* Provided data
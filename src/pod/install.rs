use super::{podfile::Podfile, PodRef, PodVersion};
use crate::{
    env::{Env, ExplicitEnv as _},
    util::{
        self,
        cli::{Report, Reportable},
        RunError,
    },
    DuctExpressionExt as _,
};
use indexmap::IndexMap;
use once_cell_regex::regex;
use std::{
    io,
    path::{Path, PathBuf},
};
use thiserror::Error;

#[derive(Debug, Error)]
pub enum Error {
    #[error("Failed to run `pod init`: {0}")]
    InitFailed(#[source] RunError),
    #[error(transparent)]
    PodfileFailed(#[from] super::podfile::Error),
    #[error("Failed to run `pod install`: {0}")]
    InstallFailed(#[source] RunError),
    #[error("Failed to read {path:?}: {source}")]
    LockfileReadFailed { path: PathBuf, source: io::Error },
    #[error("`pod install` didn't record a version for {pod:?} in {path:?}")]
    VersionNotResolved { pod: String, path: PathBuf },
    #[error("`pod install` didn't produce a workspace at {path:?}")]
    WorkspaceMissing { path: PathBuf },
}

impl Reportable for Error {
    fn report(&self) -> Report {
        match self {
            Self::InitFailed(err) | Self::InstallFailed(err) => Report::error(
                "CocoaPods failed",
                err.output().map(str::to_owned).unwrap_or_else(|| err.to_string()),
            ),
            Self::PodfileFailed(err) => Report::error("Failed to generate Podfile", err),
            Self::LockfileReadFailed { .. } | Self::VersionNotResolved { .. } => {
                Report::error("Failed to resolve pod versions", self)
            }
            Self::WorkspaceMissing { .. } => Report::error("Failed to install pods", self),
        }
    }
}

#[derive(Clone, Debug, Eq, PartialEq)]
pub struct ResolvedPod {
    pub name: String,
    pub version: String,
}

/// The result of integrating pods into a copy of the sample app.
#[derive(Debug)]
pub struct Installation {
    pub workspace: PathBuf,
    pub pods: Vec<ResolvedPod>,
}

/// Top-level entries of the `PODS:` section of a `Podfile.lock`, e.g.
/// `  - AFNetworking (4.0.1):`. Subspecs are keyed by their full name.
pub fn parse_lockfile(contents: &str) -> IndexMap<String, String> {
    let entry_re = regex!(r"^  - (?P<name>[^\s(]+) \((?P<version>[^)]+)\)");
    contents
        .lines()
        .skip_while(|line| line.trim_end() != "PODS:")
        .skip(1)
        .take_while(|line| line.starts_with(' '))
        .filter_map(|line| {
            entry_re
                .captures(line)
                .map(|caps| (caps["name"].to_owned(), caps["version"].to_owned()))
        })
        .collect()
}

/// Pinned pods report exactly what was asked for; everything else reports what
/// CocoaPods picked.
pub fn resolve_versions(
    pods: &[PodRef],
    locked: &IndexMap<String, String>,
) -> Result<Vec<ResolvedPod>, String> {
    pods.iter()
        .map(|pod| -> Result<ResolvedPod, String> {
            let version = match pod.version() {
                PodVersion::Pinned(version) => version.clone(),
                PodVersion::Latest => locked
                    .get(pod.name())
                    .or_else(|| {
                        // A root pod installed only through its subspecs.
                        let prefix = format!("{}/", pod.name());
                        locked
                            .iter()
                            .find(|(name, _)| name.starts_with(&prefix))
                            .map(|(_, version)| version)
                    })
                    .cloned()
                    .ok_or_else(|| pod.name().to_owned())?,
            };
            Ok(ResolvedPod {
                name: pod.name().to_owned(),
                version,
            })
        })
        .collect()
}

fn pod_command(project_dir: &Path, env: &Env, args: &[&str]) -> duct::Expression {
    duct::cmd("pod", args).dir(project_dir).vars(env.explicit_env())
}

pub fn install(
    project_dir: &Path,
    target: &str,
    podfile: &Podfile<'_>,
    pods: &[PodRef],
    env: &Env,
) -> Result<Installation, Error> {
    log::info!(
        "installing {} into {:?}",
        util::list_display(pods),
        project_dir
    );
    util::run_captured(pod_command(project_dir, env, &["init"]), None)
        .map_err(Error::InitFailed)?;
    podfile.write(project_dir)?;
    util::run_captured(pod_command(project_dir, env, &["install"]), None)
        .map_err(Error::InstallFailed)?;

    let workspace = project_dir.join(format!("{}.xcworkspace", target));
    if !workspace.is_dir() {
        return Err(Error::WorkspaceMissing { path: workspace });
    }
    let lockfile = project_dir.join("Podfile.lock");
    let contents = std::fs::read_to_string(&lockfile).map_err(|source| {
        Error::LockfileReadFailed {
            path: lockfile.clone(),
            source,
        }
    })?;
    let pods = resolve_versions(pods, &parse_lockfile(&contents))
        .map_err(|pod| Error::VersionNotResolved {
            pod,
            path: lockfile,
        })?;
    for pod in &pods {
        log::info!("{} resolved to version {}", pod.name, pod.version);
    }
    Ok(Installation { workspace, pods })
}

#[derive(Debug, Error)]
pub enum PodfileJsonError {
    #[error("Failed to run `pod ipc podfile-json`: {0}")]
    CommandFailed(#[source] RunError),
    #[error("`pod ipc podfile-json` produced invalid JSON: {0}")]
    JsonInvalid(#[source] serde_json::Error),
}

/// The Podfile in `project_dir` as CocoaPods itself understands it.
pub fn podfile_json(
    project_dir: &Path,
    env: &Env,
) -> Result<serde_json::Map<String, serde_json::Value>, PodfileJsonError> {
    let expression = pod_command(project_dir, env, &["ipc", "podfile-json", "Podfile"]);
    let command = format!("{:?}", expression);
    log::info!("running command: {}", command);
    let output = expression
        .stdout_capture()
        .stderr_capture()
        .unchecked()
        .run()
        .map_err(|source| {
            PodfileJsonError::CommandFailed(RunError::StartFailed {
                command: command.clone(),
                source,
            })
        })?;
    if !output.status.success() {
        return Err(PodfileJsonError::CommandFailed(RunError::Failed {
            command,
            status: output.status,
            output: String::from_utf8_lossy(&output.stderr).into_owned(),
        }));
    }
    serde_json::from_slice(&output.stdout).map_err(PodfileJsonError::JsonInvalid)
}

#[cfg(test)]
mod test {
    use super::*;

    static LOCKFILE: &str = "\
PODS:
  - AFNetworking (4.0.1):
    - AFNetworking/NSURLSession (= 4.0.1)
    - AFNetworking/Reachability (= 4.0.1)
  - AFNetworking/NSURLSession (4.0.1):
    - AFNetworking/Reachability
  - AFNetworking/Reachability (4.0.1)
  - GoogleUtilities/Logger (7.12.0)
  - SDWebImage (5.18.2):
    - SDWebImage/Core (= 5.18.2)

DEPENDENCIES:
  - AFNetworking
  - SDWebImage (= 5.18.2)

SPEC REPOS:
  trunk:
    - AFNetworking (9.9.9)

COCOAPODS: 1.14.3
";

    #[test]
    fn test_parse_lockfile() {
        let locked = parse_lockfile(LOCKFILE);
        assert_eq!(locked.get("AFNetworking").map(String::as_str), Some("4.0.1"));
        assert_eq!(locked.get("SDWebImage").map(String::as_str), Some("5.18.2"));
        assert_eq!(
            locked.get("AFNetworking/Reachability").map(String::as_str),
            Some("4.0.1")
        );
        assert_eq!(locked.len(), 5);
    }

    #[test]
    fn test_parse_lockfile_without_pods() {
        assert!(parse_lockfile("COCOAPODS: 1.14.3\n").is_empty());
    }

    #[test]
    fn test_resolve_latest_reports_locked_version() {
        let pods = vec![PodRef::new("AFNetworking", PodVersion::Latest)];
        assert_eq!(
            resolve_versions(&pods, &parse_lockfile(LOCKFILE)).unwrap(),
            vec![ResolvedPod {
                name: "AFNetworking".to_owned(),
                version: "4.0.1".to_owned()
            }]
        );
    }

    #[test]
    fn test_resolve_pinned_reports_requested_version() {
        let pods = vec![PodRef::new(
            "SDWebImage",
            PodVersion::Pinned("~> 5.0".to_owned()),
        )];
        assert_eq!(
            resolve_versions(&pods, &IndexMap::new()).unwrap(),
            vec![ResolvedPod {
                name: "SDWebImage".to_owned(),
                version: "~> 5.0".to_owned()
            }]
        );
    }

    #[test]
    fn test_resolve_root_pod_through_subspec() {
        let pods = vec![PodRef::new("GoogleUtilities", PodVersion::Latest)];
        assert_eq!(
            resolve_versions(&pods, &parse_lockfile(LOCKFILE)).unwrap()[0].version,
            "7.12.0"
        );
    }

    #[test]
    fn test_resolve_missing_pod() {
        let pods = vec![PodRef::new("Kingfisher", PodVersion::Latest)];
        assert_eq!(
            resolve_versions(&pods, &parse_lockfile(LOCKFILE)).unwrap_err(),
            "Kingfisher"
        );
    }
}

* Problem statement
Your reply should be one number: how many lines in the listing hold the word "Debug".

* Output for this task
4